The November CPI report showed that the overall disinflationary trend is continuing, but it’s likely not going to support the idea that rate cuts are going to be imminent in the first half of 2024. While the headline rate ticked down another tenth of a point, the core rate remains sticky at 4%. Some higher base effects will begin rolling off of the 12-month calculation now and that will help in bringing that rate lower, but core inflation is still running over 3% on a 3-month annualized basis. There’s just not much evidence yet that the core rate is going to come down close to the Fed’s 2% target for at least, probably, another 6 months. All of those investors banking on the fact that the Fed is going to start cutting in Q2 and will cut several times in 2024 might want to start rethinking their expectations.
You’d have to go all the way back to the early 1990s to find the last time where the Fed Funds rate started dropping when inflation was still high. Let’s look back at past rate cutting cycles. When the Fed started cutting in 2019, the core inflation rate was 2.1%. In 2007, again it was at 2.1%. In 2000, it was 2.5%. You’d have to go all the way back to 1991 when core inflation was around 5% to find a time when the Fed Funds rate was dropping. There’s almost no precedent for the start of a significant rate cutting cycle starting when inflation is at its current level. Investors clearly have a more modest view on inflation (the New York Fed issued a survey that showed that inflation expectations have fallen to early 2021 levels) and that’s likely helping fuel If investor optimism gets called out by Powell this week, the markets could quickly turn south.

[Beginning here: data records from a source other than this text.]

//! Create site option table migration.

use sea_orm_migration::prelude::*;

#[derive(DeriveMigrationName)]
pub struct Migration;

#[async_trait::async_trait]
impl MigrationTrait for Migration {
    async fn up(&self, manager: &SchemaManager) -> Result<(), DbErr> {
        manager
            .create_table(
                Table::create()
                    .table(SiteOption::Table)
                    .if_not_exists()
                    .col(
                        ColumnDef::new(SiteOption::OptionName)
                            .string_len(191)
                            .not_null()
                            .primary_key(),
                    )
                    .col(ColumnDef::new(SiteOption::OptionValue).text().not_null())
                    .to_owned(),
            )
            .await
    }

    async fn down(&self, manager: &SchemaManager) -> Result<(), DbErr> {
        manager
            .drop_table(Table::drop().table(SiteOption::Table).to_owned())
            .await
    }
}

#[derive(Iden)]
enum SiteOption {
    Table,
    OptionName,
    OptionValue,
}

Given that the market is pricing in roughly an 80% chance of at least 4 quarter-point rate cuts in 2024, investors are clearly bullish that monetary conditions will soon work in the favor of risk asset prices. The Fed, however, is unlikely to offer a similar tone this week. Powell has consistently repeated the threat of additional rate hikes as a means of trying to prevent the markets from doing the loosening for them. For all of his faults, the Fed has actually followed through pretty consistently on its core messaging. Throughout 2022, the markets tried to talk themselves into the idea that a Fed pivot was near only for Powell to throw cold water on the idea pretty quickly. Powell said to expect several more rate hikes last year even though the market didn’t want to buy it, but the Fed delivered several more rate hikes. Whether this proves to be the correct path in trying to pull off the soft landing remains to be seen, but the Fed has largely followed through on its messaging over the past two years. If Powell comes out this week and says that rate cuts are still several quarters away, it would be wise not to dismiss it. The further that market expectations get away from the Fed’s messaging, the greater the risk of a significant market reaction to get them back in line.